__Task prompt__: Show each line of the records below where the word "fixtures" occurs.

__Data section__:
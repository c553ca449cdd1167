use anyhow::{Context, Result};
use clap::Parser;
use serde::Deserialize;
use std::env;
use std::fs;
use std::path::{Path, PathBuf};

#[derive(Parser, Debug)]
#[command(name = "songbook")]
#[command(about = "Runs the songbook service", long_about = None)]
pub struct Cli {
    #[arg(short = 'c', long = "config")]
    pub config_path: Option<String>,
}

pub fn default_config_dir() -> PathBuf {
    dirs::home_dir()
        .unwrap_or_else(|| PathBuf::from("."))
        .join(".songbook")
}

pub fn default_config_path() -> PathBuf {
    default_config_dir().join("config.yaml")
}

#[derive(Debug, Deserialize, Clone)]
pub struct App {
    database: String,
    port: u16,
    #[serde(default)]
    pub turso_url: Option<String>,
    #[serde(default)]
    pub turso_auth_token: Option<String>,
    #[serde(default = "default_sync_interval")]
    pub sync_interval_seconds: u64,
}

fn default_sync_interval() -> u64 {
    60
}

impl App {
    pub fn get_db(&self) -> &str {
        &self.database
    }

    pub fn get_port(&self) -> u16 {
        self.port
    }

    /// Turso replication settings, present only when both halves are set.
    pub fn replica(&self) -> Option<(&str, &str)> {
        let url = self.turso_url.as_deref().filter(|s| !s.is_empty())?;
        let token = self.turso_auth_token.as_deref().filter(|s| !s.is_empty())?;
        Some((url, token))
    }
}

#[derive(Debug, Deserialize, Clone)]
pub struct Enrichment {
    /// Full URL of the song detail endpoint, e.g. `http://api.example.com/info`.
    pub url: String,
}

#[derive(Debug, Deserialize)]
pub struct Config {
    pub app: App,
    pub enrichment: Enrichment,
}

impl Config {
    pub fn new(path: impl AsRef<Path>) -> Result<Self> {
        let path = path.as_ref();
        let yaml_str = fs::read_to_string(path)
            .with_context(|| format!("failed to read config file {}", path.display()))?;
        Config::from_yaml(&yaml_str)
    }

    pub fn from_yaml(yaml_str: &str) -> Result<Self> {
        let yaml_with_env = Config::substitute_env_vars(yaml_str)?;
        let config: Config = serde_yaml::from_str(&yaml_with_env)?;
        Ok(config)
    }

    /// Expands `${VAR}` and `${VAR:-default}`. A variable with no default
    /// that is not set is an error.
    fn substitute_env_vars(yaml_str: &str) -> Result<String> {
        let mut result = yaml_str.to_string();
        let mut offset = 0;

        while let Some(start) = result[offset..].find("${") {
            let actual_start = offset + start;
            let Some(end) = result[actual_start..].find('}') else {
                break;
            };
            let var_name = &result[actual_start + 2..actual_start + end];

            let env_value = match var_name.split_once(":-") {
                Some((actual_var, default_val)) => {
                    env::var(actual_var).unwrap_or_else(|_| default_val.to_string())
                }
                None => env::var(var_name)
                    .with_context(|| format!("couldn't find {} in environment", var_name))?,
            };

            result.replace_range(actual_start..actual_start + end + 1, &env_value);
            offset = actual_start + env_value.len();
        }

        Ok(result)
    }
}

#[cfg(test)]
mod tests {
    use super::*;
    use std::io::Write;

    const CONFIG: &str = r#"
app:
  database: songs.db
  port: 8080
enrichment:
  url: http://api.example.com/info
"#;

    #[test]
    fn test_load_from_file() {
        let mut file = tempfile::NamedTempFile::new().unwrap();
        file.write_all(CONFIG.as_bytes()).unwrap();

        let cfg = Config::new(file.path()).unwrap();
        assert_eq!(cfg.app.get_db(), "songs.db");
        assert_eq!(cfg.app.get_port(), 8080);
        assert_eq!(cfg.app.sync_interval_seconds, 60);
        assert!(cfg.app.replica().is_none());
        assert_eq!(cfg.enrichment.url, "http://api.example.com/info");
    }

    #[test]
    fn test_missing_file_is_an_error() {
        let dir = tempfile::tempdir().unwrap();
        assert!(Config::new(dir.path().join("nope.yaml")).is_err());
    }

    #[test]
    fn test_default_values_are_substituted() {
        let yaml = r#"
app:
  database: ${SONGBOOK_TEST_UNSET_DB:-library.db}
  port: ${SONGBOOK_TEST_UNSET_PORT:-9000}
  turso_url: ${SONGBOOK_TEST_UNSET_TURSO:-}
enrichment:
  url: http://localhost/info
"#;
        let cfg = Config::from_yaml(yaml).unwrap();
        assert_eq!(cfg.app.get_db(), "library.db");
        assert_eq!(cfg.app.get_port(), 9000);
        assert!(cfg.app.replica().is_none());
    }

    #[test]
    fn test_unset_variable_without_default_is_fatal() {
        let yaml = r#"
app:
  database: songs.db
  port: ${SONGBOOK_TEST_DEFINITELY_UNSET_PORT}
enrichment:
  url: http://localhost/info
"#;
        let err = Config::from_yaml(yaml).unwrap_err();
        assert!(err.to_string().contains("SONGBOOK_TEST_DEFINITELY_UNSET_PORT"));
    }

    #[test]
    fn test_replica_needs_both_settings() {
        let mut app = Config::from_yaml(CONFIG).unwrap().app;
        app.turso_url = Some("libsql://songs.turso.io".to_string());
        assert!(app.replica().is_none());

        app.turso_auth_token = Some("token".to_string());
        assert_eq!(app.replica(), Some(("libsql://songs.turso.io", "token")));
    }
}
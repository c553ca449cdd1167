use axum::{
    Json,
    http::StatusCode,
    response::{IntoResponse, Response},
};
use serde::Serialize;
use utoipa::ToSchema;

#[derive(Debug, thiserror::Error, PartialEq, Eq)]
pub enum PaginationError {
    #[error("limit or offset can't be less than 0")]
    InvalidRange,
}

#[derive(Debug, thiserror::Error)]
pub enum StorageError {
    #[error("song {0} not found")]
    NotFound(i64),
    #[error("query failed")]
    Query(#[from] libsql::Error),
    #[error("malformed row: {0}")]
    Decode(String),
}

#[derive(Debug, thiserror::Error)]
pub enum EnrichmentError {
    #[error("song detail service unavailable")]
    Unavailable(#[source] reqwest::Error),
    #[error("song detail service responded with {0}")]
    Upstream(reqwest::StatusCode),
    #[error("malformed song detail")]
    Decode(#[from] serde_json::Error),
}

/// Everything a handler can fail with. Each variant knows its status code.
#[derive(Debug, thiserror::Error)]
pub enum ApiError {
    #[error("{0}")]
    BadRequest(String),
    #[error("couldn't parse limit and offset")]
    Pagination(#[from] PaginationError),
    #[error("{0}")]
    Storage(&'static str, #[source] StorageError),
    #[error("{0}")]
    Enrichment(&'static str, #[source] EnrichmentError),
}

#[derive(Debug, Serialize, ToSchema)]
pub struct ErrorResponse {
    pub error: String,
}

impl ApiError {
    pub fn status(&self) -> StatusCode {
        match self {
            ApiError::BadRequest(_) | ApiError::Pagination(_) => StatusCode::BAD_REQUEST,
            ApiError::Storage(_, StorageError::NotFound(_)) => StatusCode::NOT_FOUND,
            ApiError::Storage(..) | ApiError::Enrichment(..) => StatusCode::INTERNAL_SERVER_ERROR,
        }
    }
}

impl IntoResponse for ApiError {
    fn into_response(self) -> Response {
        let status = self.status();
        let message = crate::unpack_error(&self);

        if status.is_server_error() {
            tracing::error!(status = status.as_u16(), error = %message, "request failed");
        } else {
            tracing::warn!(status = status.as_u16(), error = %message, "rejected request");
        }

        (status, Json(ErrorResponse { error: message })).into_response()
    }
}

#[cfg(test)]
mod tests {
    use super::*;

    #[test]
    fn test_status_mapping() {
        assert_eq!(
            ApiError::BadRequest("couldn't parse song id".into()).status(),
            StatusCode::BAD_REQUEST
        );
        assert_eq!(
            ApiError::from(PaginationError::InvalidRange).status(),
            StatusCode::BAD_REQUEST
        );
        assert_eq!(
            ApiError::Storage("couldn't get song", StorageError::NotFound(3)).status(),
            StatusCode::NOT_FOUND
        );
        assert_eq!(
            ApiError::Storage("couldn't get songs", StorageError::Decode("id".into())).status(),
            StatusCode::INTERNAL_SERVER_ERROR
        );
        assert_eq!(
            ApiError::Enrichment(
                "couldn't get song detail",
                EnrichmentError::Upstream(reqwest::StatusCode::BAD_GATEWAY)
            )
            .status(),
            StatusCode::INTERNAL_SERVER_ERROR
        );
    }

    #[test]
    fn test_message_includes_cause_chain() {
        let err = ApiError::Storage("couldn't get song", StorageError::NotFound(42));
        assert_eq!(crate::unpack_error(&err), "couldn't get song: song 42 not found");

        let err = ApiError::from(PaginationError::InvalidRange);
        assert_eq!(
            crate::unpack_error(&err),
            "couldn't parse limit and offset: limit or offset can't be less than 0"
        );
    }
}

...

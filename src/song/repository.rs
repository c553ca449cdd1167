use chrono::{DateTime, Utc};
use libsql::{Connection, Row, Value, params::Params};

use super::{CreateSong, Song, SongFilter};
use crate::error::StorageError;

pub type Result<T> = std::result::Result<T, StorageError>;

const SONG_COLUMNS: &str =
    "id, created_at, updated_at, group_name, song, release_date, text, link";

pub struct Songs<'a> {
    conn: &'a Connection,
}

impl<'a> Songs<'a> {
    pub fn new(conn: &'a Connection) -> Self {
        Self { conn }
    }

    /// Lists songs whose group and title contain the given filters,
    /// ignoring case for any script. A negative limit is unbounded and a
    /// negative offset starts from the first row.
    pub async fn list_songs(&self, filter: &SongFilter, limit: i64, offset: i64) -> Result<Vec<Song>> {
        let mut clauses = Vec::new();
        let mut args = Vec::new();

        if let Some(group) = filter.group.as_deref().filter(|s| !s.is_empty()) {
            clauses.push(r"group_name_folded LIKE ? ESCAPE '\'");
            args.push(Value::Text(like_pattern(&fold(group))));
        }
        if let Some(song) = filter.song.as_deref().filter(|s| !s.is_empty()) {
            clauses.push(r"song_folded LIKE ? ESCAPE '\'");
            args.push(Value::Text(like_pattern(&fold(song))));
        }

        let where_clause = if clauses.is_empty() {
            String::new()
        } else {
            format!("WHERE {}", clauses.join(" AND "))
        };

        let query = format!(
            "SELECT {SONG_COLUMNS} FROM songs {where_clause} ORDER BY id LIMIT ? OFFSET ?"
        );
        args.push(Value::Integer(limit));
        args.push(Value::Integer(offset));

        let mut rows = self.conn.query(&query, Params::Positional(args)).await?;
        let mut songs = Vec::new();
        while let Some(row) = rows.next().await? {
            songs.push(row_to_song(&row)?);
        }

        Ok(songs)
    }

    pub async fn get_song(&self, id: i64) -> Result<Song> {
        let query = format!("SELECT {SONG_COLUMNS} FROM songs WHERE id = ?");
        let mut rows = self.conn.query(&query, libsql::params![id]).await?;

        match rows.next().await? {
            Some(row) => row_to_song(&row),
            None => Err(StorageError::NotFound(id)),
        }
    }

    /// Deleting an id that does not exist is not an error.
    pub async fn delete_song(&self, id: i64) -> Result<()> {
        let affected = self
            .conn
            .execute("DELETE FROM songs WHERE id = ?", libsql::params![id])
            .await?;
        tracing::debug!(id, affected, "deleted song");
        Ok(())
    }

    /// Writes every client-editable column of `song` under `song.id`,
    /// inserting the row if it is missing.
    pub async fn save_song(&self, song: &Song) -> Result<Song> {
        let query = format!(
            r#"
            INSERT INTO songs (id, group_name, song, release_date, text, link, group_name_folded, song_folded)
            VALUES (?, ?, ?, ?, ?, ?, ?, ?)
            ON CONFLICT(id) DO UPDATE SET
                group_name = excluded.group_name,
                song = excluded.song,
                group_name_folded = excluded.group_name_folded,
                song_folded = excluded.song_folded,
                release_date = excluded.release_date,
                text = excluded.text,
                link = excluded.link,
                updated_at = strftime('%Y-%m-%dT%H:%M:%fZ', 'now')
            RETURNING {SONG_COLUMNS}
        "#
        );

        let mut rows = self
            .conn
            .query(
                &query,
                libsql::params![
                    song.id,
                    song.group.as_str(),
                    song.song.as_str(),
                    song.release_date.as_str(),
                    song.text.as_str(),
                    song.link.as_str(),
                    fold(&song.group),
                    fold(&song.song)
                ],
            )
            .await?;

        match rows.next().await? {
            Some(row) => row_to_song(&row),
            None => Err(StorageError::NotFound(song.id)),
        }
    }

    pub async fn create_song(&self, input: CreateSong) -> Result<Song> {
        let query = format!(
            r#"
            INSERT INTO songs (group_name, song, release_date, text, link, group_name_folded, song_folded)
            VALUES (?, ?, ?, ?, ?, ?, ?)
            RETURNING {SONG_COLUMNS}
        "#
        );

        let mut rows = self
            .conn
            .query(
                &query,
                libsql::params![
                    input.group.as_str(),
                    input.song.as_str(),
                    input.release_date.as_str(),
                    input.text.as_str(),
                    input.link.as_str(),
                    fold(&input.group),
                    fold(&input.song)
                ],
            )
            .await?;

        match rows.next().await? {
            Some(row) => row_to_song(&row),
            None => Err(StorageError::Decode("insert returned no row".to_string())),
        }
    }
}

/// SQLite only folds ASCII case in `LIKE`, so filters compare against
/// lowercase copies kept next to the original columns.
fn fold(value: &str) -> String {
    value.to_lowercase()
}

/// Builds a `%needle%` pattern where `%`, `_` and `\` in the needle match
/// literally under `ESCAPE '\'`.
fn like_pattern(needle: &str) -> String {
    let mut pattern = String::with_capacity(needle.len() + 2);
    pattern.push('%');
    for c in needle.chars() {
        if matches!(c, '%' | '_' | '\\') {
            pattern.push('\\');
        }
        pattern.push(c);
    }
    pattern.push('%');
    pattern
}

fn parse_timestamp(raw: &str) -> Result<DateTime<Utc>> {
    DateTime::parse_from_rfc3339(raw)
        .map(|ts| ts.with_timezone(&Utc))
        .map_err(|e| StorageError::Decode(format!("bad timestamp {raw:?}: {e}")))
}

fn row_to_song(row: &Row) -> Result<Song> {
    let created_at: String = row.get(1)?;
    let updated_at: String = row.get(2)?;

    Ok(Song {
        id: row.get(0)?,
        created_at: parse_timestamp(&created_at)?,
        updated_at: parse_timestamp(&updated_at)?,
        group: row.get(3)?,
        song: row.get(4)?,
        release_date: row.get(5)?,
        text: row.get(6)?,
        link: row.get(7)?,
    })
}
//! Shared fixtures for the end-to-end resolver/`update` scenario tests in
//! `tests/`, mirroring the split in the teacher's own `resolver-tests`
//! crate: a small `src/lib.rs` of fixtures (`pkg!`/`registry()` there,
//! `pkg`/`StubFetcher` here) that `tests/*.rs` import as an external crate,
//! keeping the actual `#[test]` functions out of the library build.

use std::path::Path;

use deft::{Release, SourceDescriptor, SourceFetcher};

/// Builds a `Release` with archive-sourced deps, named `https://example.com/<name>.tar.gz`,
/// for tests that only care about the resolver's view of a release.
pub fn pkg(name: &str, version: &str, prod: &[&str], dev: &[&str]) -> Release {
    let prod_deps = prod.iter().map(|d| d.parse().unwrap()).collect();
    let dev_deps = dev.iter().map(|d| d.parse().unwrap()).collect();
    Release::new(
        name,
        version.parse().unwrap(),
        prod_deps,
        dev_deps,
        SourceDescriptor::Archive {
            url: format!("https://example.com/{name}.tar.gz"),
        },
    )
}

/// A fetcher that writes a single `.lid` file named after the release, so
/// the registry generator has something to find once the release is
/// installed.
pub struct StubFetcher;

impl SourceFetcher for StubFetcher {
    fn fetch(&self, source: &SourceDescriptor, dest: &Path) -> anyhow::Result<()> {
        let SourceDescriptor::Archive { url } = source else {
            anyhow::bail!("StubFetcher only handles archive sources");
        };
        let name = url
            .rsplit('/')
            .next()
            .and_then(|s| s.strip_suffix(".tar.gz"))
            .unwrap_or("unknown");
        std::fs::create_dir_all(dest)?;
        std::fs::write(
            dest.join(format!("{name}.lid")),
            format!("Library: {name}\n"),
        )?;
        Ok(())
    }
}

__Output for this task__:
//! Shared fixtures for the end-to-end resolver/`update` scenario tests in
//! crate: a small `src/lib.rs` of fixtures (`pkg!`/`registry()` there,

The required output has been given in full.